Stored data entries
....
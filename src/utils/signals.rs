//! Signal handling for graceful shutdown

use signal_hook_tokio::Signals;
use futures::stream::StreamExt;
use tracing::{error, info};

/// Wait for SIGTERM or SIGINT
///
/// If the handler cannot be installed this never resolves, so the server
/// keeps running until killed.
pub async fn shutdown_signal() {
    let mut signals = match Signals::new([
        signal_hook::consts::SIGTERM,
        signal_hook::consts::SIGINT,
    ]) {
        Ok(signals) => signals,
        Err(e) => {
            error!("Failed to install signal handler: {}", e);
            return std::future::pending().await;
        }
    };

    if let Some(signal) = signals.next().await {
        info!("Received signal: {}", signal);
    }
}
....
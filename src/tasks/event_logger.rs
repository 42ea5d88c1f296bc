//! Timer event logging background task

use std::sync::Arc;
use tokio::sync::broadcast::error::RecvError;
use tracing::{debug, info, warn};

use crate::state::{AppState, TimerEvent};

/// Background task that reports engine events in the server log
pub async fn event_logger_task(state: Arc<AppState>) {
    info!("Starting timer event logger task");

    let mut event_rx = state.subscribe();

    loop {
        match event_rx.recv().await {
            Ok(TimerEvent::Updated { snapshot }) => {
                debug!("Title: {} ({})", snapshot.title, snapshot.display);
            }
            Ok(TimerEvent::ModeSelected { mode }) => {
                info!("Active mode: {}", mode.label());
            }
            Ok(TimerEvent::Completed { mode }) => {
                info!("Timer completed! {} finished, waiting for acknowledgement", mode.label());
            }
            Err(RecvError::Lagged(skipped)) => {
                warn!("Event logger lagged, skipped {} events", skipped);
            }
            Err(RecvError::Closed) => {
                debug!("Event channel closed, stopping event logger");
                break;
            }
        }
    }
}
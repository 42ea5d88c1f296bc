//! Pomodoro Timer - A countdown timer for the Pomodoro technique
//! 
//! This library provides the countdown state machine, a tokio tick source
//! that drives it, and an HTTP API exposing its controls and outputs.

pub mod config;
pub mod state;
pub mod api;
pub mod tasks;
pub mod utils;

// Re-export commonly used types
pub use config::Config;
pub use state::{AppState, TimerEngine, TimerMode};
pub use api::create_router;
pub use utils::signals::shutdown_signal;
....
Work instructions: Report how many lines of the entries hold the word "that". Nothing else is needed.

Exercise response: 2